• **Data under study**
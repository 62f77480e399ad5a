//! # vaxportal: School Vaccination Portal
//!
//! `vaxportal` is a record-keeping service for school vaccination programmes. It manages the
//! student roster, scheduled vaccination drives, and the links between the two, and exposes a
//! dashboard summary plus a filterable vaccination report over a RESTful JSON API.
//!
//! ## Architecture
//!
//! The application is built on [Axum](https://github.com/tokio-rs/axum) for the HTTP layer and
//! uses SQLite (through sqlx) for persistence, so a single binary with a database file is a
//! complete deployment. Migrations run automatically on startup.
//!
//! The **API layer** ([`api`]) mounts the resource handlers under `/api`: students (roster,
//! bulk import, vaccination recording), vaccination drives, the dashboard summary, and the
//! report queries. The **database layer** ([`db`]) uses the repository pattern; each table has
//! a repository handling queries and constraint-violation classification. The **view layer**
//! ([`view`]) is a pure in-memory filter/sort/paginate engine for table screens, shared by any
//! frontend driving the API.
//!
//! Schema constraints do the duplicate policing: a UNIQUE index on the drive date and on the
//! (student, drive) link pair means concurrent duplicates lose at the database rather than
//! slipping past an application-level existence check.
//!
//! ## Quick Start
//!
//! ```no_run
//! use clap::Parser;
//! use vaxportal::{Application, Config};
//!
//! #[tokio::main]
//! async fn main() -> anyhow::Result<()> {
//!     let args = vaxportal::config::Args::parse();
//!     let config = Config::load(&args)?;
//!
//!     vaxportal::telemetry::init_telemetry()?;
//!
//!     let app = Application::new(config).await?;
//!     app.serve(async {
//!         tokio::signal::ctrl_c().await.expect("Failed to listen for Ctrl+C");
//!     })
//!     .await?;
//!
//!     Ok(())
//! }
//! ```

pub mod api;
pub mod config;
pub mod db;
pub mod errors;
mod openapi;
pub mod telemetry;
pub mod types;
pub mod view;

use crate::{
    api::handlers::{dashboard, drives, report, students},
    openapi::ApiDoc,
};
use axum::{
    routing::{get, post, put},
    Json, Router,
};
pub use config::Config;
use sqlx::{sqlite::SqlitePoolOptions, SqlitePool};
use tokio::net::TcpListener;
use tower_http::{cors::CorsLayer, trace::TraceLayer};
use tracing::{debug, info};
use utoipa::OpenApi;

/// Application state shared across all request handlers
#[derive(Clone)]
pub struct AppState {
    pub db: SqlitePool,
    pub config: Config,
}

/// Get the vaxportal database migrator
pub fn migrator() -> sqlx::migrate::Migrator {
    sqlx::migrate!("./migrations")
}

async fn healthz() -> &'static str {
    "ok"
}

async fn openapi_json() -> Json<utoipa::openapi::OpenApi> {
    Json(ApiDoc::openapi())
}

/// Build the full application router
pub fn build_router(state: AppState) -> Router {
    // The drive routes answer under both names the screens use
    let drive_routes = Router::new()
        .route("/", get(drives::list_drives).post(drives::create_drive))
        .route("/{id}", put(drives::update_drive));

    let api = Router::new()
        .route("/dashboard/summary", get(dashboard::summary))
        .route("/students", get(students::list_students).post(students::create_student))
        .route("/students/bulk", post(students::bulk_import))
        .route("/students/{id}", put(students::update_student))
        .route("/students/{id}/vaccinate", post(students::vaccinate_student))
        .route(
            "/students/vaccination_status_update/{id}",
            put(students::update_vaccination_status),
        )
        .nest("/vaccines", drive_routes.clone())
        .nest("/vaccination-drives", drive_routes)
        .route("/report/stdsvlvd", get(report::vaccination_level))
        .route("/report/vd", get(report::drives))
        .route("/report/std", get(report::students));

    Router::new()
        .nest("/api", api)
        .route("/healthz", get(healthz))
        .route("/api-docs/openapi.json", get(openapi_json))
        .layer(TraceLayer::new_for_http())
        .layer(CorsLayer::permissive())
        .with_state(state)
}

/// Main application struct that owns all resources and lifecycle.
///
/// 1. **Create**: [`Application::new`] opens the pool and runs migrations
/// 2. **Serve**: [`Application::serve`] binds a TCP port and handles requests
/// 3. **Shutdown**: on the shutdown signal, drains connections and closes the pool
pub struct Application {
    router: Router,
    config: Config,
    pool: SqlitePool,
}

impl Application {
    /// Create a new application instance with all resources initialized
    pub async fn new(config: Config) -> anyhow::Result<Self> {
        debug!("Starting vaccination portal with configuration: {:#?}", config);

        let pool = SqlitePoolOptions::new()
            .max_connections(5)
            .connect(&config.database_url)
            .await?;

        migrator().run(&pool).await?;

        let state = AppState {
            db: pool.clone(),
            config: config.clone(),
        };
        let router = build_router(state);

        Ok(Self { router, config, pool })
    }

    /// Convert application into a test server (for tests)
    #[cfg(test)]
    pub fn into_test_server(self) -> axum_test::TestServer {
        axum_test::TestServer::new(self.router).expect("Failed to create test server")
    }

    /// Start serving the application
    pub async fn serve<F>(self, shutdown: F) -> anyhow::Result<()>
    where
        F: std::future::Future<Output = ()> + Send + 'static,
    {
        let bind_addr = self.config.bind_address();
        let listener = TcpListener::bind(&bind_addr).await?;
        info!(
            "Vaccination portal listening on http://{}, available at http://localhost:{}",
            bind_addr, self.config.port
        );

        axum::serve(listener, self.router)
            .with_graceful_shutdown(shutdown)
            .await?;

        info!("Closing database connections...");
        self.pool.close().await;

        Ok(())
    }
}
//! Repository implementations for database access.
//!
//! Each repository wraps a SQLx connection or transaction, provides
//! strongly-typed operations over one table, and returns domain models from
//! [`crate::db::models`]. Constraint violations surface as
//! [`crate::db::errors::DbError`] variants rather than raw driver errors.
//!
//! All repositories follow this usage pattern:
//!
//! ```ignore
//! use vaxportal::db::handlers::{Repository, Students};
//!
//! async fn example(pool: &sqlx::SqlitePool) -> Result<(), Box<dyn std::error::Error>> {
//!     let mut tx = pool.begin().await?;
//!     let mut repo = Students::new(&mut tx);
//!     let students = repo.list(&()).await?;
//!     tx.commit().await?;
//!     Ok(())
//! }
//! ```

pub mod drives;
pub mod report;
pub mod repository;
pub mod students;
pub mod vaccinations;

pub use drives::Drives;
pub use report::Reports;
pub use repository::Repository;
pub use students::Students;
pub use vaccinations::Vaccinations;
//! HTTP request handlers, one module per resource.

pub mod dashboard;
pub mod drives;
pub mod report;
pub mod students;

• **What is expected**
Write the entries out again, exactly and completely.

• **Finished task**
repository 62f77480e399ad5a
//! # vaxportal: School Vaccination Portal
//!
//! `vaxportal` is a record-keeping service for school vaccination programmes. It manages the
//! student roster, scheduled vaccination drives, and the links between the two, and exposes a
//! dashboard summary plus a filterable vaccination report over a RESTful JSON API.
//!
//! ## Architecture
//!
//! The application is built on [Axum](https://github.com/tokio-rs/axum) for the HTTP layer and
//! uses SQLite (through sqlx) for persistence, so a single binary with a database file is a
//! complete deployment. Migrations run automatically on startup.
//!
//! The **API layer** ([`api`]) mounts the resource handlers under `/api`: students (roster,
//! bulk import, vaccination recording), vaccination drives, the dashboard summary, and the
//! report queries. The **database layer** ([`db`]) uses the repository pattern; each table has
//! a repository handling queries and constraint-violation classification. The **view layer**
//! ([`view`]) is a pure in-memory filter/sort/paginate engine for table screens, shared by any
//! frontend driving the API.
//!
//! Schema constraints do the duplicate policing: a UNIQUE index on the drive date and on the
//! (student, drive) link pair means concurrent duplicates lose at the database rather than
//! slipping past an application-level existence check.
//!
//! ## Quick Start
//!
//! ```no_run
//! use clap::Parser;
//! use vaxportal::{Application, Config};
//!
//! #[tokio::main]
//! async fn main() -> anyhow::Result<()> {
//!     let args = vaxportal::config::Args::parse();
//!     let config = Config::load(&args)?;
//!
//!     vaxportal::telemetry::init_telemetry()?;
//!
//!     let app = Application::new(config).await?;
//!     app.serve(async {
//!         tokio::signal::ctrl_c().await.expect("Failed to listen for Ctrl+C");
//!     })
//!     .await?;
//!
//!     Ok(())
//! }
//! ```

pub mod api;
pub mod config;
pub mod db;
pub mod errors;
mod openapi;
pub mod telemetry;
pub mod types;
pub mod view;

use crate::{
    api::handlers::{dashboard, drives, report, students},
    openapi::ApiDoc,
};
use axum::{
    routing::{get, post, put},
    Json, Router,
};
pub use config::Config;
use sqlx::{sqlite::SqlitePoolOptions, SqlitePool};
use tokio::net::TcpListener;
use tower_http::{cors::CorsLayer, trace::TraceLayer};
use tracing::{debug, info};
use utoipa::OpenApi;

/// Application state shared across all request handlers
#[derive(Clone)]
pub struct AppState {
    pub db: SqlitePool,
    pub config: Config,
}

/// Get the vaxportal database migrator
pub fn migrator() -> sqlx::migrate::Migrator {
    sqlx::migrate!("./migrations")
}

async fn healthz() -> &'static str {
    "ok"
}

async fn openapi_json() -> Json<utoipa::openapi::OpenApi> {
    Json(ApiDoc::openapi())
}

/// Build the full application router
pub fn build_router(state: AppState) -> Router {
    // The drive routes answer under both names the screens use
    let drive_routes = Router::new()
        .route("/", get(drives::list_drives).post(drives::create_drive))
        .route("/{id}", put(drives::update_drive));

    let api = Router::new()
        .route("/dashboard/summary", get(dashboard::summary))
        .route("/students", get(students::list_students).post(students::create_student))
        .route("/students/bulk", post(students::bulk_import))
        .route("/students/{id}", put(students::update_student))
        .route("/students/{id}/vaccinate", post(students::vaccinate_student))
        .route(
            "/students/vaccination_status_update/{id}",
            put(students::update_vaccination_status),
        )
        .nest("/vaccines", drive_routes.clone())
        .nest("/vaccination-drives", drive_routes)
        .route("/report/stdsvlvd", get(report::vaccination_level))
        .route("/report/vd", get(report::drives))
        .route("/report/std", get(report::students));

    Router::new()
        .nest("/api", api)
        .route("/healthz", get(healthz))
        .route("/api-docs/openapi.json", get(openapi_json))
        .layer(TraceLayer::new_for_http())
        .layer(CorsLayer::permissive())
        .with_state(state)
}

/// Main application struct that owns all resources and lifecycle.
///
/// 1. **Create**: [`Application::new`] opens the pool and runs migrations
/// 2. **Serve**: [`Application::serve`] binds a TCP port and handles requests
/// 3. **Shutdown**: on the shutdown signal, drains connections and closes the pool
pub struct Application {
    router: Router,
    config: Config,
    pool: SqlitePool,
}

impl Application {
    /// Create a new application instance with all resources initialized
    pub async fn new(config: Config) -> anyhow::Result<Self> {
        debug!("Starting vaccination portal with configuration: {:#?}", config);

        let pool = SqlitePoolOptions::new()
            .max_connections(5)
            .connect(&config.database_url)
            .await?;

        migrator().run(&pool).await?;

        let state = AppState {
            db: pool.clone(),
            config: config.clone(),
        };
        let router = build_router(state);

        Ok(Self { router, config, pool })
    }

    /// Convert application into a test server (for tests)
    #[cfg(test)]
    pub fn into_test_server(self) -> axum_test::TestServer {
        axum_test::TestServer::new(self.router).expect("Failed to create test server")
    }

    /// Start serving the application
    pub async fn serve<F>(self, shutdown: F) -> anyhow::Result<()>
    where
        F: std::future::Future<Output = ()> + Send + 'static,
    {
        let bind_addr = self.config.bind_address();
        let listener = TcpListener::bind(&bind_addr).await?;
        info!(
            "Vaccination portal listening on http://{}, available at http://localhost:{}",
            bind_addr, self.config.port
        );

        axum::serve(listener, self.router)
            .with_graceful_shutdown(shutdown)
            .await?;

        info!("Closing database connections...");
        self.pool.close().await;

        Ok(())
    }
}
//! Repository implementations for database access.
//!
//! Each repository wraps a SQLx connection or transaction, provides
//! strongly-typed operations over one table, and returns domain models from
//! [`crate::db::models`]. Constraint violations surface as
//! [`crate::db::errors::DbError`] variants rather than raw driver errors.
//!
//! All repositories follow this usage pattern:
//!
//! ```ignore
//! use vaxportal::db::handlers::{Repository, Students};
//!
//! async fn example(pool: &sqlx::SqlitePool) -> Result<(), Box<dyn std::error::Error>> {
//!     let mut tx = pool.begin().await?;
//!     let mut repo = Students::new(&mut tx);
//!     let students = repo.list(&()).await?;
//!     tx.commit().await?;
//!     Ok(())
//! }
//! ```

pub mod drives;
pub mod report;
pub mod repository;
pub mod students;
pub mod vaccinations;

pub use drives::Drives;
pub use report::Reports;
pub use repository::Repository;
pub use students::Students;
pub use vaccinations::Vaccinations;
//! HTTP request handlers, one module per resource.

pub mod dashboard;
pub mod drives;
pub mod report;
pub mod students;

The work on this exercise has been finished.